I have a working GKE Kubernetes cluster. I'm trying to use terraform to deploy new resources to it, but Terraform apply returns the following:
Error: Error applying plan:
2 error(s) occurred:
* kubernetes_pod.test: 1 error(s) occurred:
* kubernetes_pod.test: pods is forbidden: User "client" cannot create pods in the namespace "default"
* module.helm.kubernetes_service_account.tiller: 1 error(s) occurred:
* kubernetes_service_account.tiller: serviceaccounts is forbidden: User "client" cannot create serviceaccounts in the namespace "kube-system"
Terraform does not automatically rollback in the face of errors.
Instead, your Terraform state file has been partially updated with
any resources that successfully completed. Please address the error
above and apply again to incrementally change your infrastructure.
My terraform files are as follows:
GKE Resources main.tf
data "terraform_remote_state" "project" {
backend = "gcs"
config {
bucket = "<bucket>"
prefix = "terraform/testing-project"
}
}
data "terraform_remote_state" "gke" {
backend = "gcs"
config {
bucket = "<bucket>"
prefix = "terraform/testing-gke-cluster"
}
}
locals {
host = "${data.terraform_remote_state.gke.endpoint}"
client_certificate = "${base64decode(data.terraform_remote_state.gke.client_certificate)}"

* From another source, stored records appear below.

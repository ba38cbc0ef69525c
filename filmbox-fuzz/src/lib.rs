//! Fuzzing entry points for filmbox-core
//!
//! To use with cargo-fuzz:
//! 1. Install cargo-fuzz: cargo install cargo-fuzz
//! 2. Run fuzzer: cargo fuzz run fuzz_pipeline_decode

use bytes::BytesMut;
use filmbox_core::codec::{properties, ErasureSet};
use filmbox_core::constants::property_names::{LENGTH, POLYNOMIAL, SEED};
use filmbox_core::constants::CRC64_ECMA_POLYNOMIAL;
use filmbox_core::pipeline::{CodecPipeline, PipelineConfig, StageConfig};
use filmbox_core::{AnalogParams, FrameDescriptor, FrameTracker, ImageView, TrackingMode};

fn pipeline() -> Option<CodecPipeline> {
    CodecPipeline::from_config(&PipelineConfig {
        stages: vec![
            StageConfig {
                codec: "crc64".into(),
                properties: properties([(POLYNOMIAL, CRC64_ECMA_POLYNOMIAL), (SEED, 0)]),
            },
            StageConfig {
                codec: "hash".into(),
                properties: properties([(LENGTH, 8u64)]),
            },
        ],
    })
    .ok()
}

/// Decode arbitrary bytes through a two-stage pipeline
pub fn fuzz_pipeline_decode(data: &[u8]) {
    if let Some(pipeline) = pipeline() {
        // Should never panic, whatever the buffer length
        let erasures = ErasureSet::from_positions(data.iter().take(4).map(|&b| b as usize));
        let _ = pipeline.decode(BytesMut::from(data), &erasures);
    }
}

/// Track arbitrary pixels as a frame image in both modes
pub fn fuzz_track(data: &[u8]) {
    let frame = FrameDescriptor::default_layout(2, 12, 4, 2);
    let Some((&w, rest)) = data.split_first() else {
        return;
    };
    // Let the input pick a width around the nominal one
    let width = frame.width.saturating_sub(8) + (w as usize % 16);
    if width == 0 {
        return;
    }
    let height = rest.len() / width;
    let Ok(view) = ImageView::new(rest, width, height, width) else {
        return;
    };

    for mode in [
        TrackingMode::Simulated,
        TrackingMode::Analog(AnalogParams::default()),
    ] {
        if let Ok(mut tracker) = FrameTracker::new(&frame) {
            let _ = tracker.track_frame(&view, &mode);
        }
    }
}

/// Unpack arbitrary bytes as symbols of every depth
pub fn fuzz_symbols(data: &[u8]) {
    use filmbox_core::symbols::{pack, unpack};

    for bits in 0..=9u8 {
        if let Ok(symbols) = unpack(data, bits, data.len()) {
            let _ = pack(&symbols, bits);
        }
    }
}
//! Constants shared by the codecs and the frame layout

/// Size of the CRC-64 trailer in bytes
pub const CRC64_SIZE: usize = 8;

/// Size of the CRC-32C trailer in bytes
pub const CRC32C_SIZE: usize = 4;

/// Size of a full BLAKE3 digest in bytes
pub const BLAKE3_HASH_SIZE: usize = 32;

/// ECMA-182 polynomial, the usual choice for the CRC-64 codec
pub const CRC64_ECMA_POLYNOMIAL: u64 = 0x42F0_E1EB_A9EA_3693;

/// Codec names as they appear in pipeline configuration
pub mod codec_names {
    /// CRC-64 self-verifying trailer
    pub const CRC64: &str = "crc64";
    /// CRC-32C trailer
    pub const CRC32C: &str = "crc32c";
    /// Truncated BLAKE3 trailer
    pub const HASH: &str = "hash";
    /// Reed-Solomon erasure codec
    pub const REED_SOLOMON: &str = "reed-solomon";
}

/// Property keys understood by the codecs
pub mod property_names {
    /// CRC generator polynomial (unsigned 64-bit)
    pub const POLYNOMIAL: &str = "polynomial";
    /// CRC register seed (unsigned 64-bit)
    pub const SEED: &str = "seed";
    /// Trailer length in bytes
    pub const LENGTH: &str = "length";
    /// Reed-Solomon data shard count
    pub const DATA_SHARDS: &str = "data_shards";
    /// Reed-Solomon parity shard count
    pub const PARITY_SHARDS: &str = "parity_shards";
}

/// Intensity of an unprinted (background) pixel
pub const WHITE: u8 = 255;

/// Intensity of a corner mark pixel
pub const BLACK: u8 = 0;

/// Default dark/light threshold used by the corner-mark locator
pub const DEFAULT_MARK_THRESHOLD: u8 = 96;

/// Default tolerated ratio between found and nominal corner-mark area
pub const DEFAULT_MIN_FILL: f32 = 0.6;

/// Default largest corner-mark fit residual, in pixels
pub const DEFAULT_MAX_RESIDUAL: f32 = 2.0;

/// Size in bytes of the payload length header carried in the metadata region
pub const METADATA_HEADER_SIZE: usize = 4;

/// Size in bytes of the payload length prefix encoded with the content
pub const LENGTH_PREFIX_SIZE: usize = 4;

client_key = "${base64decode(data.terraform_remote_state.gke.client_key)}"
cluster_ca_certificate = "${base64decode(data.terraform_remote_state.gke.cluster_ca_certificate)}"
}
provider "kubernetes" {
host = "${local.host}"
client_certificate = "${local.client_certificate}"
client_key = "${local.client_key}"
cluster_ca_certificate = "${local.cluster_ca_certificate}"
}
module "helm" {
source = "../../../Modules/GKE/Helm/"
host = "${local.host}"
client_certificate = "${local.client_certificate}"

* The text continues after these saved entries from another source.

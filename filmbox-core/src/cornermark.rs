//! Corner-mark search for physically captured frames

use crate::constants::{DEFAULT_MARK_THRESHOLD, DEFAULT_MAX_RESIDUAL, DEFAULT_MIN_FILL};
use crate::error::FilmboxError;
use crate::frame::FrameDescriptor;
use crate::geometry::{Point, Rect, Transform};
use crate::image::ImageView;
use crate::painter::Painter;
use serde::{Deserialize, Serialize};

#[cfg(feature = "logging")]
use tracing::{debug, warn};

/// Tuning for the corner-mark search
#[derive(Debug, Clone, Copy, PartialEq, Serialize, Deserialize)]
#[serde(default)]
pub struct AnalogParams {
    /// Pixels darker than this belong to a mark
    pub threshold: u8,
    /// Lowest accepted ratio of found to nominal mark area
    pub min_fill: f32,
    /// Largest accepted distance between fitted and observed mark centers
    pub max_residual: f32,
}

impl Default for AnalogParams {
    fn default() -> Self {
        Self {
            threshold: DEFAULT_MARK_THRESHOLD,
            min_fill: DEFAULT_MIN_FILL,
            max_residual: DEFAULT_MAX_RESIDUAL,
        }
    }
}

/// A corner mark as found in the image
#[derive(Debug, Clone, Copy, PartialEq)]
pub struct FoundMark {
    /// Centroid of the dark pixels
    pub center: Point,
    /// Dark pixel count
    pub area: usize,
    /// Bounding box of the dark pixels
    pub bounds: Rect,
}

/// Locates the four corner marks and derives the nominal-to-image transform
#[derive(Debug, Clone, Copy, Default)]
pub struct CornerMarkLocator {
    params: AnalogParams,
}

impl CornerMarkLocator {
    /// Create a locator with the given tuning
    pub fn new(params: AnalogParams) -> Self {
        Self { params }
    }

    /// Tuning in use
    pub fn params(&self) -> &AnalogParams {
        &self.params
    }

    /// Find all four marks and fit a similarity transform to them
    ///
    /// Fails if any mark is missing or malformed, or if the fit leaves a
    /// residual above `max_residual`.
    pub fn locate(
        &self,
        image: &ImageView<'_>,
        frame: &FrameDescriptor,
        painter: &mut dyn Painter,
    ) -> Result<Transform, FilmboxError> {
        let marks = frame.corner_mark_rects();
        let mut nominal = [Point::origin(); 4];
        let mut observed = [Point::origin(); 4];

        for (i, mark) in marks.iter().enumerate() {
            let window = frame.corner_marks.search_window(mark);
            painter.draw_rect(window, 128);

            let found = self.find_mark(image, &window, frame.corner_marks.size)?;
            painter.draw_rect(found.bounds, 0);

            #[cfg(feature = "logging")]
            debug!(
                "Corner mark {} found at ({:.2}, {:.2}), area {}",
                i, found.center.x, found.center.y, found.area
            );

            nominal[i] = mark.center();
            observed[i] = found.center;
        }

        let transform = Transform::fit_similarity(&nominal, &observed).ok_or_else(|| {
            FilmboxError::AlignmentFailed("corner marks are degenerate".into())
        })?;

        let residual = transform.max_residual(&nominal, &observed);
        if residual > self.params.max_residual {
            #[cfg(feature = "logging")]
            warn!(
                "Corner mark fit rejected: residual {:.2} exceeds {:.2}",
                residual, self.params.max_residual
            );
            return Err(FilmboxError::AlignmentFailed(format!(
                "corner mark fit residual {:.2}px exceeds {:.2}px",
                residual, self.params.max_residual
            )));
        }

        Ok(transform)
    }

    /// Dark blob inside `window`, checked against the nominal mark size
    pub fn find_mark(
        &self,
        image: &ImageView<'_>,
        window: &Rect,
        size: usize,
    ) -> Result<FoundMark, FilmboxError> {
        let x0 = window.x.max(0);
        let y0 = window.y.max(0);
        let x1 = window.right().min(image.width as i64);
        let y1 = window.bottom().min(image.height as i64);

        let mut area = 0usize;
        let (mut sx, mut sy) = (0.0f64, 0.0f64);
        let (mut min_x, mut min_y, mut max_x, mut max_y) = (i64::MAX, i64::MAX, i64::MIN, i64::MIN);

        for y in y0..y1 {
            for x in x0..x1 {
                let dark = image
                    .get(x, y)
                    .is_some_and(|v| v < self.params.threshold);
                if !dark {
                    continue;
                }
                area += 1;
                sx += x as f64 + 0.5;
                sy += y as f64 + 0.5;
                min_x = min_x.min(x);
                min_y = min_y.min(y);
                max_x = max_x.max(x);
                max_y = max_y.max(y);
            }
        }

        if area == 0 {
            #[cfg(feature = "logging")]
            warn!("No corner mark inside search window {:?}", window);
            return Err(FilmboxError::AlignmentFailed(format!(
                "no corner mark near ({}, {})",
                window.x, window.y
            )));
        }

        let bounds = Rect::new(
            min_x,
            min_y,
            (max_x - min_x + 1) as usize,
            (max_y - min_y + 1) as usize,
        );
        let nominal_area = (size * size) as f32;
        let fill = area as f32 / nominal_area;
        let compactness = area as f32 / (bounds.width * bounds.height) as f32;
        let min_fill = self.params.min_fill;

        if fill < min_fill || fill > 1.0 / min_fill || compactness < min_fill {
            #[cfg(feature = "logging")]
            warn!(
                "Rejected corner mark candidate in {:?}: fill {:.2}, compactness {:.2}",
                window, fill, compactness
            );
            return Err(FilmboxError::AlignmentFailed(format!(
                "corner mark near ({}, {}) has fill {:.2} and compactness {:.2}",
                window.x, window.y, fill, compactness
            )));
        }

        Ok(FoundMark {
            center: Point::new((sx / area as f64) as f32, (sy / area as f64) as f32),
            area,
            bounds,
        })
    }
}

client_key = "${local.client_key}"
cluster_ca_certificate = "${local.cluster_ca_certificate}"
}
resource "kubernetes_pod" "test" {
metadata {
name = "terraform-example"
}
spec {
container {
image = "nginx:1.7.9"
name = "example"
env {
name = "environment"
value = "test"
}
}
}
}
And the helm -module:
resource "kubernetes_service_account" "tiller" {
automount_service_account_token = true
metadata {
name = "tiller"
namespace = "kube-system"
}
}
resource "kubernetes_cluster_role_binding" "tiller" {
metadata {
name = "tiller"
}
role_ref {
api_group = "rbac.authorization.k8s.io"
kind = "ClusterRole"
name = "cluster-admin"
}
subject {
kind = "ServiceAccount"
name = "${kubernetes_service_account.tiller.metadata.0.name}"
api_group = ""
namespace = "${kubernetes_service_account.tiller.metadata.0.namespace}"
}
}
# initialize Helm provider
provider "helm" {
install_tiller = true
service_account = "${kubernetes_service_account.tiller.metadata.0.name}"
tiller_image = "gcr.io/kubernetes-helm/tiller:v2.11.0"
kubernetes {
host = "${var.host}"
client_certificate = "${var.client_certificate}"

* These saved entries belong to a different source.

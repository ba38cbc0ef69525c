use std::fs;
use std::path::Path;
use tempfile::tempdir;

use filmbox_cli::commands::{capacity, decode, encode, inspect};
use filmbox_cli::imageio::{load_gray, save_gray};

const CONFIG: &str = r#"{
  "frame": {"cell": 4, "columns": 32, "rows": 12, "bits_per_symbol": 2},
  "pipeline": {
    "stages": [
      {"codec": "crc64", "properties": {"polynomial": "0x42F0E1EBA9EA3693", "seed": 0}},
      {"codec": "crc32c"}
    ]
  }
}"#;

fn write_file<P: AsRef<Path>>(p: P, s: &[u8]) {
    fs::write(p, s).unwrap();
}

fn path_str(p: &Path) -> &str {
    p.to_str().unwrap()
}

#[test]
fn encode_then_decode_simulated() {
    let td = tempdir().unwrap();
    let config = td.path().join("format.json");
    let input = td.path().join("payload.bin");
    let image = td.path().join("frame.png");
    let output = td.path().join("out.bin");
    write_file(&config, CONFIG.as_bytes());
    write_file(&input, b"hello from the film");

    encode::execute(path_str(&config), path_str(&input), path_str(&image), 0, 0).unwrap();
    assert!(image.exists());

    decode::execute(
        path_str(&config),
        path_str(&image),
        false,
        Some(path_str(&output)),
    )
    .unwrap();
    assert_eq!(fs::read(&output).unwrap(), b"hello from the film");
}

#[test]
fn encode_with_offset_then_decode_analog() {
    let td = tempdir().unwrap();
    let config = td.path().join("format.json");
    let input = td.path().join("payload.bin");
    let image = td.path().join("frame.png");
    let output = td.path().join("out.bin");
    write_file(&config, CONFIG.as_bytes());
    write_file(&input, &[0xAB; 40]);

    encode::execute(path_str(&config), path_str(&input), path_str(&image), 3, 2).unwrap();
    let img = load_gray(path_str(&image)).unwrap();
    assert_eq!(img.width, 34 * 4 + 3);
    assert_eq!(img.height, 22 * 4 + 2);

    decode::execute(path_str(&config), path_str(&image), true, Some(path_str(&output))).unwrap();
    assert_eq!(fs::read(&output).unwrap(), vec![0xAB; 40]);
}

#[test]
fn decode_reports_damaged_frame() {
    let td = tempdir().unwrap();
    let config = td.path().join("format.json");
    let input = td.path().join("payload.bin");
    let image = td.path().join("frame.png");
    let output = td.path().join("out.bin");
    write_file(&config, CONFIG.as_bytes());
    write_file(&input, b"scratched");

    encode::execute(path_str(&config), path_str(&input), path_str(&image), 0, 0).unwrap();

    // Scratch across the first content row
    let mut img = load_gray(path_str(&image)).unwrap();
    img.fill_rect(4, 20, 64, 4, 0);
    save_gray(&img, path_str(&image)).unwrap();

    let result = decode::execute(
        path_str(&config),
        path_str(&image),
        false,
        Some(path_str(&output)),
    );
    assert!(result.is_err());
    assert!(!output.exists());
}

#[test]
fn encode_rejects_oversized_payload() {
    let td = tempdir().unwrap();
    let config = td.path().join("format.json");
    let input = td.path().join("payload.bin");
    let image = td.path().join("frame.png");
    write_file(&config, CONFIG.as_bytes());
    // 96 content bytes minus 12 bytes of trailers and the 4-byte length prefix
    write_file(&input, &[0u8; 81]);

    let result = encode::execute(path_str(&config), path_str(&input), path_str(&image), 0, 0);
    assert!(result.is_err());
    assert!(!image.exists());
}

#[test]
fn encode_accepts_payload_filling_the_frame() {
    let td = tempdir().unwrap();
    let config = td.path().join("format.json");
    let input = td.path().join("payload.bin");
    let image = td.path().join("frame.png");
    let output = td.path().join("out.bin");
    write_file(&config, CONFIG.as_bytes());
    write_file(&input, &[0x5Au8; 80]);

    encode::execute(path_str(&config), path_str(&input), path_str(&image), 0, 0).unwrap();
    decode::execute(path_str(&config), path_str(&image), false, Some(path_str(&output))).unwrap();
    assert_eq!(fs::read(&output).unwrap(), vec![0x5Au8; 80]);
}

#[test]
fn capacity_and_inspect_accept_valid_config() {
    let td = tempdir().unwrap();
    let config = td.path().join("format.json");
    write_file(&config, CONFIG.as_bytes());

    capacity::execute(path_str(&config)).unwrap();
    inspect::execute(path_str(&config)).unwrap();
}

#[test]
fn inspect_rejects_overlapping_layout() {
    let td = tempdir().unwrap();
    let config = td.path().join("format.json");
    // Too few columns: the bands collapse to nothing
    write_file(
        &config,
        br#"{"frame": {"cell": 4, "columns": 8, "rows": 4, "bits_per_symbol": 1},
            "pipeline": {"stages": []}}"#,
    );

    assert!(inspect::execute(path_str(&config)).is_err());
}

#[test]
fn unknown_codec_is_reported() {
    let td = tempdir().unwrap();
    let config = td.path().join("format.json");
    write_file(
        &config,
        br#"{"frame": {"cell": 4, "columns": 32, "rows": 12, "bits_per_symbol": 2},
            "pipeline": {"stages": [{"codec": "turbo"}]}}"#,
    );

    let err = capacity::execute(path_str(&config)).unwrap_err();
    assert!(format!("{:#}", err).contains("turbo"));
}

#[test]
fn missing_config_file_fails() {
    let td = tempdir().unwrap();
    let missing = td.path().join("nope.json");
    assert!(capacity::execute(path_str(&missing)).is_err());
}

client_key = "${var.client_key}"
cluster_ca_certificate = "${var.cluster_ca_certificate}"
}
}
I've been trying to search for a solution and my best guess is that is has something to do with me previously using my google account to manage resources with kubectl and kubernetes having problems with the terraform service account now but I don't know how to solve it. The terraform service account has owner and editor roles in the project.